Originally, the term sprezza dates back to an etiquette book written in the 14th Century by Renaissance author Baldassare Castiglione, and its definition as described in the book itself, is right on point, “a certain nonchalance, so as to conceal all art and make whatever one does or says appear to be without effort…”
Who might the classic Italian symbol of such sprezzatura be but the one and only Gianni Agnelli. Dressed often by the historical Sartoria A. Caraceni of Milan, Agnelli’s style continues to influence men’s fashion today.
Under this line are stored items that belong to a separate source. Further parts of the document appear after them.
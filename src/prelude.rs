//! Prelude module with commonly used types and traits
//!
//! Import this module to get all the essential types for using matchpool:
//!
//! ```rust
//! use matchpool::prelude::*;
//! ```

pub use crate::{
    applier::{ResultApplier, ResultDispatcher, ResultJob},
    config::Config,
    error::{MatchPoolError, Result},
    http::{router, ApiKey, AppState, AuthConfig},
    matcher::{Candidate, MatcherRunner, SplitPlan, SplitPlanner, TickReport},
    model::{
        ApplyOutcome, DequeueOutcome, EnqueueReceipt, LeaderboardRow, MatchRecord, MatchStatus,
        Player, QueueEntry, QueueStatus, RegionDepth, ReportReceipt, ResultRecord, Roster,
        RosterMember, Team,
    },
    rating::{Rating, TrueSkill},
    region::Region,
    store::{MatchStore, MemoryStore, PgStore},
};

// Re-export common external dependencies
pub use async_trait::async_trait;
pub use chrono::{DateTime, Utc};
pub use serde::{Deserialize, Serialize};
pub use std::sync::Arc;
pub use uuid::Uuid;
Although his iconic personal tastes sometimes tended to divert from the stuffy business suits of the boardroom, he knew how to dress for the occasion. His out-of-the-boardroom style paved the way for a more classic-casual work style which he wore exceptionally well. In fact, “the Gianni Agnelli look” is apparently still in high demand in sartorial boutiques.
Eternal Beauty and Style
Although the window displays in Via Condotti or Via Montenapoleone might be intimidating for some passers-by, the sense of pride one feels when acknowledging the influence names like Fendi, Schon, Gucci, Prada, Trussardi, and Zegna have brought to the world stage is nothing short of extraordinary. There is something for everyone in the displays: classic styles, ground-breaking designs, brilliant colours and monotone fashions, but most of all there is an Italianità (a sense of feeling Italian) not found elsewhere.
Understanding why Italian fashion, regardless of the changes it has gone through over the century, is still a symbol of refined taste and elegance is like trying to comprehend why art connoisseurs still appreciate work of arts created by the likes of Da Vinci, Monet or Vermeer. We each might appreciate a different style, colour, or material, but we all understand the quality, passion, and expertise that goes behind the creation of each great masterpiece.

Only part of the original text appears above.